Yasmine Khlat, des sources du Nil aux racines du cèdre

En évoquant son ancienne carrière d’actrice, sa venue à l’écriture et la parution récente d’« Égypte 51 » (Elyzad, 2019), l’auteure garde un sourire à la fois nostalgique et délicat. Dans son nouveau roman épistolaire, elle fait revivre de sa plume harmonieuse et suggestive les années fastes du cosmopolitisme des grandes villes égyptiennes, alors que leur implosion est imminente.

Yasmine Khlat. Photo Albert Yaghobzadeh

Née en 1959 à Ismaïlia, dans une famille syro-libanaise, Yasmine Khlat est arrivée très jeune au Liban où elle a fréquenté le Collège protestant. Après des études de cinéma à Paris, elle entame une carrière d’actrice et joue dans plusieurs films arabes, ce qu’elle évoque avec humour. « Malgré mon accent douteux en arabe, j’ai obtenu le premier rôle dans un film culte de l’époque, Nahla (du réalisateur algérien Farouk Beloufa, 1979), puis dans Aziza (du cinéaste tunisien Abdellatif Ben Ammar, 1980) et Les rêves de la ville (Ahlam el-Madina, du réalisateur syrien Mohammad Malas, 1983). » La romancière réalise en 1987 un documentaire de création, Notre nuit (Laylouna), sur un immeuble de Beyrouth-Ouest, où résident une femme syro-libanaise d’Égypte ainsi que d’autres femmes seules, aux appartenances sociales très différentes, qui vont tisser entre elles des liens de solidarité dans la guerre.

Si Yasmine Khlat écrit des poèmes et des textes en prose depuis qu’elle a dix ans, elle explique avoir arrêté d’écrire en 1975, lorsqu’elle a quitté le Liban. « J’étais déchirée, je refusais le fait de ne pas pouvoir écrire en arabe. Mes parents ne m’ont pas transmis d’identité arabe car ils vivaient dans un environnement multiculturel où le français dominait, et j’avais la volonté de conquérir cette identité, d’être une vraie Libanaise, mais je n’y suis jamais arrivée. C’est l’écriture qui m’a aidée : j’ai accepté le français, mon identité métissée, ce qu’a fait de moi cette origine syro-libanaise. En écrivant, j’ai intégré les rythmes et les couleurs qui viennent de l’arabe, j’ai pu m’unifier et faire quelque chose de cette déchirure identitaire. »

Le Désespoir est un péché (Seuil, 2001) est son premier roman, il obtient le prix des Cinq continents de la francophonie.
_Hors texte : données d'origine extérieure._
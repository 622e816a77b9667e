//! Decoder capabilities and the wave scheduler shared by all decoders
//!
//! A decoder processes `L` frames at a time (a *wave*), packed lane-major so that element `i` of
//! lane `l` is at index `i * L + l`. [`SisoDecoder`] exposes the soft-output form used inside
//! iterative decoders; [`SihoDecoder`] exposes the hard-output form used on received codewords,
//! accepting any number of frames and padding the last wave with zeros when needed.

use std::time::{Duration, Instant};

use crate::{
    common::check_len, encoder::check_geometry, reorderer::DEFAULT_CHUNK_LEN, Bit, Error, Llr,
    Reorderer,
};

/// Frame geometry common to all decoders
pub trait Decoder {
    /// Returns number of information bits per frame (`K`).
    fn info_len(&self) -> usize;

    /// Returns number of code bits per frame (`N`).
    fn codeword_len(&self) -> usize;

    /// Returns number of frames decoded together (`L`).
    fn lanes(&self) -> usize;
}

/// Soft-input soft-output decoder of a systematic code
pub trait SisoDecoder<T: Llr>: Decoder {
    /// Returns number of tail values (systematic and parity) of the code.
    fn tail_length(&self) -> usize;

    /// Returns number of systematic (or parity) values per frame, tail included.
    fn sys_len(&self) -> usize {
        self.info_len() + self.tail_length() / 2
    }

    /// Computes the extrinsic LLR values of one wave.
    ///
    /// # Parameters
    ///
    /// - `sys`: Systematic LLR values (channel plus a priori), `sys_len() * L` values packed
    ///   lane-major, tail included.
    ///
    /// - `par`: Parity LLR values, `sys_len() * L` values packed lane-major, tail included.
    ///
    /// - `ext`: Buffer for the extrinsic LLR values of the information bits, `K * L` values.
    ///
    /// # Errors
    ///
    /// Returns an error if a buffer length is wrong.
    fn decode_siso_wave(&mut self, sys: &[T], par: &[T], ext: &mut [T]) -> Result<(), Error>;

    /// Computes the extrinsic LLR values of `n_frames` frames, stored as consecutive waves.
    ///
    /// # Errors
    ///
    /// Returns an error if `n_frames` is not a multiple of the number of lanes, or if a buffer
    /// length is wrong.
    fn decode_siso(
        &mut self,
        sys: &[T],
        par: &[T],
        ext: &mut [T],
        n_frames: usize,
    ) -> Result<(), Error> {
        let lanes = self.lanes();
        if n_frames % lanes != 0 {
            return Err(Error::LengthError(format!(
                "Number of frames {n_frames} is not a multiple of the number of lanes {lanes}"
            )));
        }
        let (sys_wave, ext_wave) = (self.sys_len() * lanes, self.info_len() * lanes);
        let num_waves = n_frames / lanes;
        check_len("systematic LLR buffer", sys.len(), num_waves * sys_wave)?;
        check_len("parity LLR buffer", par.len(), num_waves * sys_wave)?;
        check_len("extrinsic LLR buffer", ext.len(), num_waves * ext_wave)?;
        for ((sys, par), ext) in sys
            .chunks_exact(sys_wave)
            .zip(par.chunks_exact(sys_wave))
            .zip(ext.chunks_exact_mut(ext_wave))
        {
            self.decode_siso_wave(sys, par, ext)?;
        }
        Ok(())
    }
}

/// Soft-input hard-output decoder
pub trait SihoDecoder<T: Llr>: Decoder {
    /// Decodes `n_frames` received frames stored one after the other.
    ///
    /// # Parameters
    ///
    /// - `y`: LLR values of the received codewords (`N * n_frames` values), with positive values
    ///   favoring bit `Zero`.
    ///
    /// - `v`: Buffer for the decoded information bits (`K * n_frames` bits).
    ///
    /// - `n_frames`: Number of frames.
    ///
    /// # Errors
    ///
    /// Returns an error if a buffer length is wrong.
    fn decode_siho(&mut self, y: &[T], v: &mut [Bit], n_frames: usize) -> Result<(), Error>;

    /// Returns time spent so far loading, decoding and storing frames.
    fn durations(&self) -> Durations;

    /// Resets the accumulated durations.
    fn reset_durations(&mut self);
}

/// Time spent in each stage of decoding
#[derive(Clone, Copy, Debug, Default, Eq, PartialEq)]
pub struct Durations {
    /// Reordering received values into waves
    pub load: Duration,
    /// Decoding waves
    pub decode: Duration,
    /// Reordering decoded bits back into frames
    pub store: Duration,
}

/// Decoder of a single wave of lane-major codewords
pub(crate) trait WaveDecoder<T: Llr> {
    /// Decodes one wave.
    ///
    /// `y` holds `N * L` LLR values and `v` receives `K * L` bits, both lane-major; `frame_id` is
    /// the number of the frame in lane `0`.
    fn decode_wave(&mut self, y: &[T], v: &mut [Bit], frame_id: usize) -> Result<(), Error>;
}

/// Splits batches of frames into waves and runs a [`WaveDecoder`] on them
#[derive(Debug)]
pub(crate) struct Waves<T> {
    /// Number of information bits per frame
    info_len: usize,
    /// Number of code bits per frame
    codeword_len: usize,
    /// Number of frames per wave
    lanes: usize,
    /// Reorderer of received values
    llr_reorderer: Reorderer<T>,
    /// Reorderer of decoded bits
    bit_reorderer: Reorderer<Bit>,
    /// Zero-padded copy of the frames of a partial wave
    y_pad: Vec<T>,
    /// Received values of the current wave, lane-major
    y_wave: Vec<T>,
    /// Decoded bits of the current wave, lane-major
    v_wave: Vec<Bit>,
    /// Decoded bits of the current wave, frame after frame
    v_pad: Vec<Bit>,
    /// Number of the next frame to be decoded
    next_frame_id: usize,
    /// Accumulated durations
    durations: Durations,
}

impl<T: Llr> Waves<T> {
    /// Returns wave scheduler for given geometry.
    pub(crate) fn new(info_len: usize, codeword_len: usize, lanes: usize) -> Result<Self, Error> {
        check_geometry(info_len, codeword_len)?;
        Ok(Self {
            info_len,
            codeword_len,
            lanes,
            llr_reorderer: Reorderer::new(lanes, DEFAULT_CHUNK_LEN)?,
            bit_reorderer: Reorderer::new(lanes, DEFAULT_CHUNK_LEN)?,
            y_pad: vec![T::ZERO; codeword_len * lanes],
            y_wave: vec![T::ZERO; codeword_len * lanes],
            v_wave: vec![Bit::Zero; info_len * lanes],
            v_pad: vec![Bit::Zero; info_len * lanes],
            next_frame_id: 0,
            durations: Durations::default(),
        })
    }

    /// Returns number of code bits per frame.
    pub(crate) fn codeword_len(&self) -> usize {
        self.codeword_len
    }

    /// Returns number of frames per wave.
    pub(crate) fn lanes(&self) -> usize {
        self.lanes
    }

    /// Returns accumulated durations.
    pub(crate) fn durations(&self) -> Durations {
        self.durations
    }

    /// Resets accumulated durations.
    pub(crate) fn reset_durations(&mut self) {
        self.durations = Durations::default();
    }

    /// Decodes `n_frames` frames stored one after the other.
    pub(crate) fn run<D: WaveDecoder<T>>(
        &mut self,
        decoder: &mut D,
        y: &[T],
        v: &mut [Bit],
        n_frames: usize,
    ) -> Result<(), Error> {
        let (k, n, lanes) = (self.info_len, self.codeword_len, self.lanes);
        check_len("received LLR buffer", y.len(), n_frames * n)?;
        check_len("decoded bit buffer", v.len(), n_frames * k)?;
        for first in (0 .. n_frames).step_by(lanes) {
            let count = lanes.min(n_frames - first);
            let y_frames = &y[first * n .. (first + count) * n];
            let v_frames = &mut v[first * k .. (first + count) * k];

            let start = Instant::now();
            if count == lanes {
                self.llr_reorderer.pack(y_frames, &mut self.y_wave)?;
            } else {
                self.y_pad[.. count * n].copy_from_slice(y_frames);
                self.y_pad[count * n ..].fill(T::ZERO);
                self.llr_reorderer.pack(&self.y_pad, &mut self.y_wave)?;
            }
            self.durations.load += start.elapsed();

            let start = Instant::now();
            decoder.decode_wave(&self.y_wave, &mut self.v_wave, self.next_frame_id)?;
            self.durations.decode += start.elapsed();

            let start = Instant::now();
            if count == lanes {
                self.bit_reorderer.unpack(&self.v_wave, v_frames)?;
            } else {
                self.bit_reorderer.unpack(&self.v_wave, &mut self.v_pad)?;
                v_frames.copy_from_slice(&self.v_pad[.. count * k]);
            }
            self.durations.store += start.elapsed();

            self.next_frame_id += count;
        }
        Ok(())
    }
}

/// Decoder without redundancy: the SISO form passes the systematic values through, the SIHO
/// form slices the first `K` values of each codeword
#[derive(Debug)]
pub struct NoDecoder<T> {
    /// Slicer of single waves
    core: NoCore,
    /// Wave scheduler
    waves: Waves<T>,
}

/// Wave decoder of [`NoDecoder`]
#[derive(Clone, Copy, Debug)]
struct NoCore {
    /// Number of information bits per frame
    info_len: usize,
    /// Number of frames per wave
    lanes: usize,
}

impl<T: Llr> NoDecoder<T> {
    /// Returns decoder for given geometry.
    ///
    /// # Errors
    ///
    /// Returns an error if the geometry is invalid or `lanes` is `0`.
    ///
    /// # Examples
    ///
    /// ```
    /// use turbo_siso::{Bit, NoDecoder, SihoDecoder};
    ///
    /// let mut decoder = NoDecoder::<f32>::new(2, 3, 1)?;
    /// let mut v = [Bit::Zero; 2];
    /// decoder.decode_siho(&[1.5, -0.5, -2.0], &mut v, 1)?;
    /// assert_eq!(v, [Bit::Zero, Bit::One]);
    /// # Ok::<(), Box<dyn std::error::Error>>(())
    /// ```
    pub fn new(info_len: usize, codeword_len: usize, lanes: usize) -> Result<Self, Error> {
        Ok(Self {
            core: NoCore { info_len, lanes },
            waves: Waves::new(info_len, codeword_len, lanes)?,
        })
    }
}

impl<T: Llr> WaveDecoder<T> for NoCore {
    fn decode_wave(&mut self, y: &[T], v: &mut [Bit], _frame_id: usize) -> Result<(), Error> {
        let len = self.info_len * self.lanes;
        for (bit, value) in v.iter_mut().zip(&y[.. len]) {
            *bit = if value.is_negative() {
                Bit::One
            } else {
                Bit::Zero
            };
        }
        Ok(())
    }
}

impl<T: Llr> Decoder for NoDecoder<T> {
    fn info_len(&self) -> usize {
        self.core.info_len
    }

    fn codeword_len(&self) -> usize {
        self.waves.codeword_len()
    }

    fn lanes(&self) -> usize {
        self.waves.lanes()
    }
}

impl<T: Llr> SisoDecoder<T> for NoDecoder<T> {
    fn tail_length(&self) -> usize {
        0
    }

    fn decode_siso_wave(&mut self, sys: &[T], par: &[T], ext: &mut [T]) -> Result<(), Error> {
        let len = self.core.info_len * self.core.lanes;
        check_len("systematic LLR buffer", sys.len(), len)?;
        check_len("parity LLR buffer", par.len(), len)?;
        check_len("extrinsic LLR buffer", ext.len(), len)?;
        ext.copy_from_slice(sys);
        Ok(())
    }
}

impl<T: Llr> SihoDecoder<T> for NoDecoder<T> {
    fn decode_siho(&mut self, y: &[T], v: &mut [Bit], n_frames: usize) -> Result<(), Error> {
        self.waves.run(&mut self.core, y, v, n_frames)
    }

    fn durations(&self) -> Durations {
        self.waves.durations()
    }

    fn reset_durations(&mut self) {
        self.waves.reset_durations();
    }
}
C’est l’histoire d’Isabelle Rembrandt, et son dernier été avec son frère, qui inspire Partition libre pour Isabelle (Seuil, 2004). Le Diamantaire (Seuil, 2006) met en scène une femme seule dans la montagne libanaise, et sa correspondance mystérieuse avec un compositeur. Enfin, l’atavisme du suicide fonde le tissu diégétique de Vous me direz au crépuscule (éditions de la Revue phénicienne, 2010).

Lettres restantes

« Suis-je coupable de ne pas avoir su protéger la tendresse ? » C’est cette ultime question de l’énigmatique « Jo the Watchman » qui clôt le nouveau roman de Yasmine Khlat, Égypte 51. Ancien employé de la famille Yamim, établie pendant quelques années au Libéria, il assume le récit-cadre du roman épistolaire. « Tenez, voici les lettres (...). Il y a celles du docteur, qui était employé à l’époque à la Compagnie universelle du canal de Suez. Et celles de Mrs Mia. En 51, elle venait d’emménager au Caire avec sa famille, mais elle est née à Alexandrie. »

Si le texte n’est pas autobiographique, une des sources de la romancière est la correspondance de ses parents entre eux et avec leurs proches. « J’ai voulu faire revivre cette période qui semble marquée par une atmosphère d’ouverture, de gaîté, et une forme de tendresse, peut-être liées au fait de fréquenter toutes sortes de communautés (grecque, italienne, française...). Cette ambiance égyptienne est pour moi très intime, ce que mes parents ont vécu en Égypte m’a beaucoup marquée. »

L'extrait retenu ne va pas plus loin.